Optimizing Earth Observation Satellite Schedules under Unknown Operational Constraints: An Active Constraint Acquisition Approach
acquisition
| Source: ArXiv | Original article
A team of researchers from the University of Helsinki and the Norwegian University of Science and Technology has released a new arXiv pre‑print, arXiv:2604.13283v1, that tackles Earth‑observation satellite scheduling when the full set of operational constraints is unknown. The paper introduces an “active constraint acquisition” framework that iteratively queries a black‑box model of the satellite’s hardware and mission rules, learning constraints such as power budgets, thermal limits and minimum separation between observations on the fly. By integrating this learning loop with a combinatorial optimizer, the method produces feasible schedules that adapt to real‑time information rather than relying on a static, pre‑defined constraint catalogue.
The advance matters because current scheduling tools assume a complete, accurate description of all limits, an assumption that breaks down in practice as satellites age, payloads are upgraded, or unexpected environmental conditions arise. More flexible scheduling can raise the usable imaging capacity of existing constellations, shortening the latency between request and data delivery—a critical factor for disaster monitoring, climate tracking and commercial mapping services. Nordic operators, including ESA’s Copernicus program and several Finnish and Swedish start‑ups, stand to gain from higher‑throughput, lower‑cost planning that can be deployed without extensive re‑engineering of ground‑segment software.

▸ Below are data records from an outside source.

//! # Value dictionary
//!
//! The dictionary maps every sample value onto a fixed-width primary code. Values that
//! have no code are stored as the reserved ESCAPE code (always the largest code of the
//! width) and spill to the secondary table.
//!
//! Two dictionary kinds exist:
//!
//! * `SimpleRange { low, high }` - values in `[low, high)` map to `value - low`
//! * `ValueMap { values }` - the value at list index `i` maps to code `i`
//!
//! For `n` representable values the code width is `ceil(log2(n + 1))` bits, leaving room
//! for the ESCAPE code. Widths above 16 bits are rejected.

use std::collections::HashMap;
use std::io::{BufRead, BufReader, Read};

use serde::{Deserialize, Serialize};

use crate::error::{DictError, Error, Result};

/// Largest supported primary code width in bits
pub const MAX_CODE_WIDTH: u32 = 16;

/// Serialized description of a dictionary
#[derive(Clone, Debug, PartialEq, Eq, Serialize, Deserialize)]
#[serde(rename_all = "snake_case")]
pub enum DictionaryKind {
    /// Every value in the half-open range `[low, high)`
    SimpleRange { low: i32, high: i32 },

    /// An explicit list of values, coded in list order
    ValueMap { values: Vec<i32> },
}

/// Result of decoding one primary code
#[derive(Clone, Copy, Debug, PartialEq, Eq)]
pub enum Decoded {
    /// The code stands for a value
    Value(i32),

    /// The value lives in the secondary table
    Escape,

    /// The code lies between the last value code and ESCAPE
    Unused,
}

/// Validated dictionary with its encode and decode tables
#[derive(Clone, Debug, Serialize, Deserialize)]
#[serde(try_from = "DictionaryKind", into = "DictionaryKind")]
pub struct Dictionary {
    kind: DictionaryKind,

    /// Code width in bits
    width: u32,

    /// Number of representable values
    num_values: u32,

    /// Value to code lookup for value maps
    lookup: HashMap<i32, u32>,
}
impl PartialEq for Dictionary {
    fn eq(&self, other: &Self) -> bool {
        self.kind == other.kind
    }
}
impl Eq for Dictionary {}

fn code_width(num_values: u64) -> Result<u32> {
    // n values plus one escape code
    let codes = num_values + 1;
    let width = 64 - (codes - 1).leading_zeros();
    if width > MAX_CODE_WIDTH {
        return Err(DictError::WidthTooLarge(width).into());
    }
    Ok(width)
}

impl Dictionary {
    /// Creates a dictionary for every value in `[low, high)`
    ///
    /// # Errors
    ///
    /// * [`DictError::EmptyRange`] if `low >= high`
    /// * [`DictError::WidthTooLarge`] if the range needs more than 16 bits
    pub fn simple_range(low: i32, high: i32) -> Result<Self> {
        if low >= high {
            return Err(DictError::EmptyRange { low, high }.into());
        }
        let num_values = (i64::from(high) - i64::from(low)) as u64;
        let width = code_width(num_values)?;
        Ok(Self {
            kind: DictionaryKind::SimpleRange { low, high },
            width,
            num_values: num_values as u32,
            lookup: HashMap::new(),
        })
    }

    /// Creates a dictionary from an explicit value list
    ///
    /// # Errors
    ///
    /// * [`DictError::EmptyValueMap`] if `values` is empty
    /// * [`DictError::DuplicateValue`] if a value is listed twice
    /// * [`DictError::WidthTooLarge`] if the list needs more than 16 bits
    pub fn value_map(values: Vec<i32>) -> Result<Self> {
        if values.is_empty() {
            return Err(DictError::EmptyValueMap.into());
        }
        let width = code_width(values.len() as u64)?;
        let mut lookup = HashMap::with_capacity(values.len());
        for (code, &value) in values.iter().enumerate() {
            if lookup.insert(value, code as u32).is_some() {
                return Err(DictError::DuplicateValue(value).into());
            }
        }
        Ok(Self {
            num_values: values.len() as u32,
            kind: DictionaryKind::ValueMap { values },
            width,
            lookup,
        })
    }

    /// Creates a dictionary from a value list, preferring a simple range
    ///
    /// A list of consecutive ascending integers becomes a `SimpleRange`, anything else a
    /// `ValueMap` in list order.
    pub fn from_values(values: Vec<i32>) -> Result<Self> {
        let contiguous = values.windows(2).all(|w| w[0].checked_add(1) == Some(w[1]));
        match (values.first(), values.last()) {
            (Some(&low), Some(&high)) if contiguous && high < i32::MAX => {
                Self::simple_range(low, high + 1)
            }
            _ => Self::value_map(values),
        }
    }

    /// Parses a dictionary file holding one value per line
    ///
    /// Blank lines are ignored. The parsed list goes through [`Dictionary::from_values`].
    pub fn from_reader<R: Read>(reader: R) -> Result<Self> {
        let mut values = Vec::new();
        for line in BufReader::new(reader).lines() {
            let line = line?;
            let line = line.trim();
            if line.is_empty() {
                continue;
            }
            let value = line
                .parse::<i32>()
                .map_err(|_| DictError::InvalidValue(line.to_string()))?;
            values.push(value);
        }
        Self::from_values(values)
    }

    /// Renders the dictionary as indented JSON
    pub fn pretty_print(&self) -> Result<String> {
        Ok(serde_json::to_string_pretty(&self.kind)?)
    }

    /// The serialized description
    #[must_use]
    pub fn kind(&self) -> &DictionaryKind {
        &self.kind
    }

    /// Primary code width in bits
    #[must_use]
    pub fn bit_width(&self) -> u32 {
        self.width
    }

    /// The reserved ESCAPE code
    #[must_use]
    pub fn escape_code(&self) -> u32 {
        (1 << self.width) - 1
    }

    /// Number of representable values
    #[must_use]
    pub fn num_values(&self) -> u32 {
        self.num_values
    }

    /// Encodes a value as `(code, escaped)`
    ///
    /// Representable values never produce the ESCAPE code.
    #[must_use]
    pub fn encode(&self, value: i32) -> (u32, bool) {
        let code = match &self.kind {
            DictionaryKind::SimpleRange { low, high } => (value >= *low && value < *high)
                .then(|| (i64::from(value) - i64::from(*low)) as u32),
            DictionaryKind::ValueMap { .. } => self.lookup.get(&value).copied(),
        };
        match code {
            Some(code) => (code, false),
            None => (self.escape_code(), true),
        }
    }

    /// Checks if a value has a primary code
    #[must_use]
    pub fn is_representable(&self, value: i32) -> bool {
        !self.encode(value).1
    }

    /// Decodes a primary code
    #[must_use]
    pub fn decode(&self, code: u32) -> Decoded {
        if code == self.escape_code() {
            return Decoded::Escape;
        }
        if code >= self.num_values {
            return Decoded::Unused;
        }
        match &self.kind {
            DictionaryKind::SimpleRange { low, .. } => {
                Decoded::Value((i64::from(*low) + i64::from(code)) as i32)
            }
            DictionaryKind::ValueMap { values } => Decoded::Value(values[code as usize]),
        }
    }

    /// Value observed at positions that were never written
    ///
    /// This is the representable value closest to zero. For value maps, the earliest
    /// listed value wins ties.
    #[must_use]
    pub fn default_value(&self) -> i32 {
        match &self.kind {
            DictionaryKind::SimpleRange { low, high } => 0i32.clamp(*low, *high - 1),
            DictionaryKind::ValueMap { values } => values
                .iter()
                .copied()
                .min_by_key(|v| i64::from(*v).abs())
                .unwrap_or(0),
        }
    }

    /// Primary code of [`Dictionary::default_value`]
    #[must_use]
    pub fn default_code(&self) -> u32 {
        self.encode(self.default_value()).0
    }
}

impl TryFrom<DictionaryKind> for Dictionary {
    type Error = Error;

    fn try_from(kind: DictionaryKind) -> Result<Self> {
        match kind {
            DictionaryKind::SimpleRange { low, high } => Self::simple_range(low, high),
            DictionaryKind::ValueMap { values } => Self::value_map(values),
        }
    }
}

impl From<Dictionary> for DictionaryKind {
    fn from(dict: Dictionary) -> Self {
        dict.kind
    }
}

#[cfg(test)]
mod testing {
    use super::*;

    #[test]
    fn test_simple_range_width() -> Result<()> {
        let dict = Dictionary::simple_range(0, 4)?;
        assert_eq!(dict.bit_width(), 3);
        assert_eq!(dict.escape_code(), 7);

        let dict = Dictionary::simple_range(0, 1)?;
        assert_eq!(dict.bit_width(), 1);

        let dict = Dictionary::simple_range(0, 64)?;
        assert_eq!(dict.bit_width(), 7);

        let dict = Dictionary::simple_range(0, 65535)?;
        assert_eq!(dict.bit_width(), 16);
        assert!(Dictionary::simple_range(0, 65536).is_err());
        Ok(())
    }

    #[test]
    fn test_simple_range_codes() -> Result<()> {
        let dict = Dictionary::simple_range(-2, 6)?;
        assert_eq!(dict.encode(-2), (0, false));
        assert_eq!(dict.encode(5), (7, false));
        assert_eq!(dict.encode(6), (dict.escape_code(), true));
        assert_eq!(dict.encode(-3), (dict.escape_code(), true));
        assert_eq!(dict.decode(0), Decoded::Value(-2));
        assert_eq!(dict.decode(7), Decoded::Value(5));
        assert_eq!(dict.decode(dict.escape_code()), Decoded::Escape);
        assert_eq!(dict.decode(8), Decoded::Unused);
        Ok(())
    }

    #[test]
    fn test_invalid_dictionaries() {
        assert!(Dictionary::simple_range(5, 5).is_err());
        assert!(Dictionary::simple_range(5, 1).is_err());
        assert!(Dictionary::value_map(vec![]).is_err());
        assert!(matches!(
            Dictionary::value_map(vec![1, 2, 1]),
            Err(Error::DictError(DictError::DuplicateValue(1)))
        ));
    }

    #[test]
    fn test_value_map() -> Result<()> {
        let dict = Dictionary::value_map(vec![10, -3, 7])?;
        assert_eq!(dict.bit_width(), 2);
        assert_eq!(dict.encode(10), (0, false));
        assert_eq!(dict.encode(7), (2, false));
        assert_eq!(dict.encode(0), (3, true));
        assert_eq!(dict.decode(1), Decoded::Value(-3));
        assert_eq!(dict.decode(3), Decoded::Escape);
        Ok(())
    }

    #[test]
    fn test_default_value() -> Result<()> {
        assert_eq!(Dictionary::simple_range(0, 4)?.default_value(), 0);
        assert_eq!(Dictionary::simple_range(3, 9)?.default_value(), 3);
        assert_eq!(Dictionary::simple_range(-9, -3)?.default_value(), -4);
        assert_eq!(Dictionary::value_map(vec![5, -2, 2])?.default_value(), -2);
        assert_eq!(Dictionary::value_map(vec![5, 2, -2])?.default_value(), 2);

        let dict = Dictionary::value_map(vec![9, 4])?;
        assert_eq!(dict.default_code(), 1);
        Ok(())
    }

    #[test]
    fn test_from_values() -> Result<()> {
        let dict = Dictionary::from_values(vec![0, 1, 2, 3])?;
        assert_eq!(dict.kind(), &DictionaryKind::SimpleRange { low: 0, high: 4 });

        let dict = Dictionary::from_values(vec![0, 2, 3])?;
        assert_eq!(
            dict.kind(),
            &DictionaryKind::ValueMap {
                values: vec![0, 2, 3]
            }
        );
        Ok(())
    }

    #[test]
    fn test_from_reader() -> Result<()> {
        let text = "4\n5\n\n6\n";
        let dict = Dictionary::from_reader(text.as_bytes())?;
        assert_eq!(dict.kind(), &DictionaryKind::SimpleRange { low: 4, high: 7 });

        let err = Dictionary::from_reader("1\nabc\n".as_bytes()).unwrap_err();
        assert!(matches!(err, Error::DictError(DictError::InvalidValue(_))));
        Ok(())
    }

    #[test]
    fn test_json_form() -> Result<()> {
        let dict = Dictionary::simple_range(0, 64)?;
        let json = serde_json::to_string(&dict)?;
        assert_eq!(json, r#"{"simple_range":{"low":0,"high":64}}"#);
        let parsed: Dictionary = serde_json::from_str(&json)?;
        assert_eq!(parsed, dict);
        assert_eq!(parsed.bit_width(), 7);

        let bad = r#"{"value_map":{"values":[1,1]}}"#;
        assert!(serde_json::from_str::<Dictionary>(bad).is_err());
        assert!(dict.pretty_print()?.contains("simple_range"));
        Ok(())
    }
}
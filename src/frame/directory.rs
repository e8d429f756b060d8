use byteorder::{ByteOrder, LittleEndian};

use crate::error::{FrameError, Result};

/// Name of the directory chunk
pub const DIRECTORY_CHUNK: &str = ".dir";

/// Location of one chunk payload
#[derive(Clone, Debug, PartialEq, Eq)]
pub struct DirEntry {
    /// Chunk name
    pub name: String,

    /// Absolute offset of the payload
    pub offset: u64,

    /// Payload length in bytes
    pub len: u64,
}

/// Table of chunk payload locations written at the end of a file
///
/// Payload layout: `entry_count: u32`, then per entry
/// `name_len: u16 | name | payload_offset: u64 | payload_len: u64`.
#[derive(Clone, Debug, Default, PartialEq, Eq)]
pub struct Directory {
    entries: Vec<DirEntry>,
}
impl Directory {
    #[must_use]
    pub fn new(entries: Vec<DirEntry>) -> Self {
        Self { entries }
    }

    /// Looks up a chunk by name
    #[must_use]
    pub fn get(&self, name: &str) -> Option<&DirEntry> {
        self.entries.iter().find(|e| e.name == name)
    }

    /// Inserts an entry, replacing any entry with the same name
    pub fn insert(&mut self, entry: DirEntry) {
        self.entries.retain(|e| e.name != entry.name);
        self.entries.push(entry);
    }

    #[must_use]
    pub fn entries(&self) -> &[DirEntry] {
        &self.entries
    }

    #[must_use]
    pub fn into_entries(self) -> Vec<DirEntry> {
        self.entries
    }

    /// Encodes the directory payload
    #[must_use]
    pub fn to_bytes(&self) -> Vec<u8> {
        let mut buf = Vec::new();
        let mut scratch = [0u8; 8];

        LittleEndian::write_u32(&mut scratch, self.entries.len() as u32);
        buf.extend_from_slice(&scratch[..4]);
        for entry in &self.entries {
            LittleEndian::write_u16(&mut scratch, entry.name.len() as u16);
            buf.extend_from_slice(&scratch[..2]);
            buf.extend_from_slice(entry.name.as_bytes());
            LittleEndian::write_u64(&mut scratch, entry.offset);
            buf.extend_from_slice(&scratch);
            LittleEndian::write_u64(&mut scratch, entry.len);
            buf.extend_from_slice(&scratch);
        }
        buf
    }

    /// Decodes a directory payload
    pub fn from_bytes(buffer: &[u8]) -> Result<Self> {
        let malformed = || FrameError::MissingChunk(format!("{DIRECTORY_CHUNK} (truncated)"));

        if buffer.len() < 4 {
            return Err(malformed().into());
        }
        let count = LittleEndian::read_u32(&buffer[..4]) as usize;
        let mut pos = 4;
        let mut entries = Vec::with_capacity(count.min(64));
        for _ in 0..count {
            if pos + 2 > buffer.len() {
                return Err(malformed().into());
            }
            let name_len = usize::from(LittleEndian::read_u16(&buffer[pos..]));
            pos += 2;
            if pos + name_len + 16 > buffer.len() {
                return Err(malformed().into());
            }
            let name = std::str::from_utf8(&buffer[pos..pos + name_len])?.to_string();
            pos += name_len;
            let offset = LittleEndian::read_u64(&buffer[pos..]);
            let len = LittleEndian::read_u64(&buffer[pos + 8..]);
            pos += 16;
            entries.push(DirEntry { name, offset, len });
        }
        Ok(Self { entries })
    }
}

#[cfg(test)]
mod testing {
    use super::*;

    #[test]
    fn test_directory_bytes() -> Result<()> {
        let mut dir = Directory::default();
        dir.insert(DirEntry {
            name: ".metadata".into(),
            offset: 40,
            len: 120,
        });
        dir.insert(DirEntry {
            name: ".ptab".into(),
            offset: 192,
            len: 5000,
        });

        let bytes = dir.to_bytes();
        assert_eq!(bytes.len(), 4 + (2 + 9 + 16) + (2 + 5 + 16));
        let parsed = Directory::from_bytes(&bytes)?;
        assert_eq!(parsed, dir);
        assert_eq!(parsed.get(".ptab").map(|e| e.len), Some(5000));
        assert!(parsed.get(".sfi").is_none());
        Ok(())
    }

    #[test]
    fn test_insert_replaces() {
        let mut dir = Directory::default();
        dir.insert(DirEntry {
            name: ".sfi".into(),
            offset: 10,
            len: 1,
        });
        dir.insert(DirEntry {
            name: ".sfi".into(),
            offset: 20,
            len: 2,
        });
        assert_eq!(dir.entries().len(), 1);
        assert_eq!(dir.get(".sfi").map(|e| e.offset), Some(20));
    }

    #[test]
    fn test_truncated_directory() {
        let dir = Directory::new(vec![DirEntry {
            name: ".stab".into(),
            offset: 1,
            len: 2,
        }]);
        let bytes = dir.to_bytes();
        assert!(Directory::from_bytes(&bytes[..bytes.len() - 3]).is_err());
    }
}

The next step will be field trials. The authors have secured a partnership with a European‑owned medium‑resolution satellite to test the algorithm during a three‑month campaign over the Arctic. Observers will watch for performance metrics—schedule profit, constraint violation rate and computational overhead—at the upcoming International Conference on Space Mission Planning and Scheduling (June 2026). Successful validation could trigger broader adoption across multi‑satellite constellations and spark further research into active learning for other space‑system operations.